*Exercise instructions*:
From the data below, return each line in which the string "impl" is found.

*Data*:
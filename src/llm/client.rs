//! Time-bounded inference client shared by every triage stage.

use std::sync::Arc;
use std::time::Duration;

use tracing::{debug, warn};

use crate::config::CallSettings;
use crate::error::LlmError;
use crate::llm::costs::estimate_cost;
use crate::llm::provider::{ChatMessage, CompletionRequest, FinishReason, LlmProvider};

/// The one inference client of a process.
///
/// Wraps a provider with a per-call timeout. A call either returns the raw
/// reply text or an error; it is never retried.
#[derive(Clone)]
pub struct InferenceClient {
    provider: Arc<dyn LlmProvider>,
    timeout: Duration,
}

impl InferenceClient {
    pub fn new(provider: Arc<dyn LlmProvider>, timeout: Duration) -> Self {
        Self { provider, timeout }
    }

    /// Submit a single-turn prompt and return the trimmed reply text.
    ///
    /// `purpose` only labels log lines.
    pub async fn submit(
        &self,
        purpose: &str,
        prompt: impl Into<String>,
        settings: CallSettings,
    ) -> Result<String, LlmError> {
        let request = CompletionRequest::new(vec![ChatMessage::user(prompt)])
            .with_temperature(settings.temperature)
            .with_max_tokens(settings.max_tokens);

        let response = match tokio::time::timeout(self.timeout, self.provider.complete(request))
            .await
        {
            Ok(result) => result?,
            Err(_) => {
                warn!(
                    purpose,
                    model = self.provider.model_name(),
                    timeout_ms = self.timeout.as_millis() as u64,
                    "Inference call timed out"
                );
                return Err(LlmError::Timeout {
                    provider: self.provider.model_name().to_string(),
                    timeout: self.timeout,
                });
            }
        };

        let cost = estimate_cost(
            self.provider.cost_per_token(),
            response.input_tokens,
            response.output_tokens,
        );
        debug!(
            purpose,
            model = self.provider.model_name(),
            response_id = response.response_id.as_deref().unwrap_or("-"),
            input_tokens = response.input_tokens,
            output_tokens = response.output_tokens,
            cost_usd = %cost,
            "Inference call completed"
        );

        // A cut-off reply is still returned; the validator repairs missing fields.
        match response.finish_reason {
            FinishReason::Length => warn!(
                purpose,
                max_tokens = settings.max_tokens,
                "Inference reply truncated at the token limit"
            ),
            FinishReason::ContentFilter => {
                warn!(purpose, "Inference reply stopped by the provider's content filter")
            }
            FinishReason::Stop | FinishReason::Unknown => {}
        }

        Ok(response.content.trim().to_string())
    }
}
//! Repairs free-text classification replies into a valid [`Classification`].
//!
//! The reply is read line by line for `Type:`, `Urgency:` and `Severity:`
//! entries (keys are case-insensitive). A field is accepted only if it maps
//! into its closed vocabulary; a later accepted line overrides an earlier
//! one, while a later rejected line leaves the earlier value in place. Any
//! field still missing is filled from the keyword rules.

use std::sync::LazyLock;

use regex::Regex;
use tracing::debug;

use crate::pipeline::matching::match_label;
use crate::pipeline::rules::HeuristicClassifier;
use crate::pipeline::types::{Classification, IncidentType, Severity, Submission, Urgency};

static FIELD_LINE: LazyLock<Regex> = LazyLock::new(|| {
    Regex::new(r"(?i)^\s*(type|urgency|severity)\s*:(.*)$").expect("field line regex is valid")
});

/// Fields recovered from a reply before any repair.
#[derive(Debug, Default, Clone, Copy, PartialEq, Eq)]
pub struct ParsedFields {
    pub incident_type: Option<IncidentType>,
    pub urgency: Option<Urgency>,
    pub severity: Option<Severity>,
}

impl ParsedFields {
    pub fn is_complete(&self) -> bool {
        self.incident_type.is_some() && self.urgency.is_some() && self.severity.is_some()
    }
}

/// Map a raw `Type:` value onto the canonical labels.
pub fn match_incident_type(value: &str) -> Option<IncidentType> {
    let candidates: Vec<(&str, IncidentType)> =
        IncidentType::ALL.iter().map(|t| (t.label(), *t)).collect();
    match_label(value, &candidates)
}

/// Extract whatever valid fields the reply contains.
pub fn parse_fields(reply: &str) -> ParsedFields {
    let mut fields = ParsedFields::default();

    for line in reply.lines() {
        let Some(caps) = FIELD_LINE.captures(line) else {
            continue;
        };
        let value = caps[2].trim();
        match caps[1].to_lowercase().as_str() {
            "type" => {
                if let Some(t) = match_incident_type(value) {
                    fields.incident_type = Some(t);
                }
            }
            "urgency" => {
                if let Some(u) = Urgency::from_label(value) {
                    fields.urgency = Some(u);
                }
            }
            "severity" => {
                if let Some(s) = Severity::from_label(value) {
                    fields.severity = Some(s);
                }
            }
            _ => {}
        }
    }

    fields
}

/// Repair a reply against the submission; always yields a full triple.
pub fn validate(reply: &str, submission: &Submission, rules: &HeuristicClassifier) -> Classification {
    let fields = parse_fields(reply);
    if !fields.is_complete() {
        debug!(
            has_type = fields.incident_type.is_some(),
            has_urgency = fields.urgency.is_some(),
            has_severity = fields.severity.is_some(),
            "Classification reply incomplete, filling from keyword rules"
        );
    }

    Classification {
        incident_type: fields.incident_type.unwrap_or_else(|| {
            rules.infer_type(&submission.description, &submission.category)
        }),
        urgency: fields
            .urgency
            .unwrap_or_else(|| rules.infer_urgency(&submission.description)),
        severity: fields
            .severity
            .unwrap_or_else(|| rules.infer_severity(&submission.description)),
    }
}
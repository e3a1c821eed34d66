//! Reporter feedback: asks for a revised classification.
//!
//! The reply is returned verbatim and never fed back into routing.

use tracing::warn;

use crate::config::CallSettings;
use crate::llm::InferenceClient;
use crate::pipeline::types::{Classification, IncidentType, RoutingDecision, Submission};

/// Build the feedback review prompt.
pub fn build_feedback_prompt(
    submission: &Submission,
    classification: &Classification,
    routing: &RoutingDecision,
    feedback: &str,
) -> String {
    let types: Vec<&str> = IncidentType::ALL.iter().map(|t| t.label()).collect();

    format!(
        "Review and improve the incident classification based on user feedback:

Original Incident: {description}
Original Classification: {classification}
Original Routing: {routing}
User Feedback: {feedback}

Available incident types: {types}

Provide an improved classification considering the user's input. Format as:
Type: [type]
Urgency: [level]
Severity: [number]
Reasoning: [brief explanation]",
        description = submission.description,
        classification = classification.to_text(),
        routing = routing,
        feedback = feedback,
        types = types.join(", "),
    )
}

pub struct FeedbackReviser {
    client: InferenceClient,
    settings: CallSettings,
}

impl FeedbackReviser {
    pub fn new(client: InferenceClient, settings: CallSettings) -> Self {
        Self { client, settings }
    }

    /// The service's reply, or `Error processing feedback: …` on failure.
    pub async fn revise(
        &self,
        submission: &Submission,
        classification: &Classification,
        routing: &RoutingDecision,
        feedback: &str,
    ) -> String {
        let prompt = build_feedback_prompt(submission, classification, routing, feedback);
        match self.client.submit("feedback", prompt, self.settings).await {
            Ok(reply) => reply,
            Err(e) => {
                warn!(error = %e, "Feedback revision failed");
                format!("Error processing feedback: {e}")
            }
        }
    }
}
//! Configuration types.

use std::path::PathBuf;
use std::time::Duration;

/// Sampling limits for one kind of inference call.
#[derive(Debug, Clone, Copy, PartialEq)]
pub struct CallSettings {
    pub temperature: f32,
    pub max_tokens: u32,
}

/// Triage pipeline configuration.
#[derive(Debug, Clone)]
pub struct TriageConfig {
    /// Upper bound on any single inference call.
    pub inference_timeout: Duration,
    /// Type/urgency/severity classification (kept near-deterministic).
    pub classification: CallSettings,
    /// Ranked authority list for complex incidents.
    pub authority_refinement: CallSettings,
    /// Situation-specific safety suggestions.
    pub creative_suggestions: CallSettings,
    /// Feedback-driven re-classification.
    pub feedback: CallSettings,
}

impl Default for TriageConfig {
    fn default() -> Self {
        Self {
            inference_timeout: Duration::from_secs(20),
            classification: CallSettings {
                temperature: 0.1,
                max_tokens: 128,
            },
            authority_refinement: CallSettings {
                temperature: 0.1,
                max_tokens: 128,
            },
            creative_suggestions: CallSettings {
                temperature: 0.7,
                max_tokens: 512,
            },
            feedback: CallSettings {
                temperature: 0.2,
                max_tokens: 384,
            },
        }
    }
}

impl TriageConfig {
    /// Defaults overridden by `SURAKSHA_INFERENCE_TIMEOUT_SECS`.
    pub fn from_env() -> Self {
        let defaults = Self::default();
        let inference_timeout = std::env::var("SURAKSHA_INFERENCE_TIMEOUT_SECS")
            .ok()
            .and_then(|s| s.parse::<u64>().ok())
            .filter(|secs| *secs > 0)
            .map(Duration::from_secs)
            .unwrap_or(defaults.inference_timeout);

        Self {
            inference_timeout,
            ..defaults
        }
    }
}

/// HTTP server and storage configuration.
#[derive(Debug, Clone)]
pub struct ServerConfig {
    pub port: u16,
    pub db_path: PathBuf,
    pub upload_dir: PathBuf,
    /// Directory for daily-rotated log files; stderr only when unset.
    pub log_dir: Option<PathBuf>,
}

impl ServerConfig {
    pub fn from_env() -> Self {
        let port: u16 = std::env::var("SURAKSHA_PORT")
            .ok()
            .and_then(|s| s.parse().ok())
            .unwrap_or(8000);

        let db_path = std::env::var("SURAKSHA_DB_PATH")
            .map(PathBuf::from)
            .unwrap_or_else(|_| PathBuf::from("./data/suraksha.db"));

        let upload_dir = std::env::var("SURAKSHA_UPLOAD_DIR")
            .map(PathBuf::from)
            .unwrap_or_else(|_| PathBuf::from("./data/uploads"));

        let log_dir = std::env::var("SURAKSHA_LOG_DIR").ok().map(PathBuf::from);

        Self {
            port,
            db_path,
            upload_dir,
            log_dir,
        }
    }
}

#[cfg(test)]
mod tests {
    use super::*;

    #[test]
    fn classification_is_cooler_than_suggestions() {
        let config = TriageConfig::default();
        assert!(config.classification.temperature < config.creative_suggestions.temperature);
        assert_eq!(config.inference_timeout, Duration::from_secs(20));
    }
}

*Expected answer*:
impl InferenceClient {
        prompt: impl Into<String>,
impl ParsedFields {
impl FeedbackReviser {
impl Default for TriageConfig {
impl TriageConfig {
impl ServerConfig {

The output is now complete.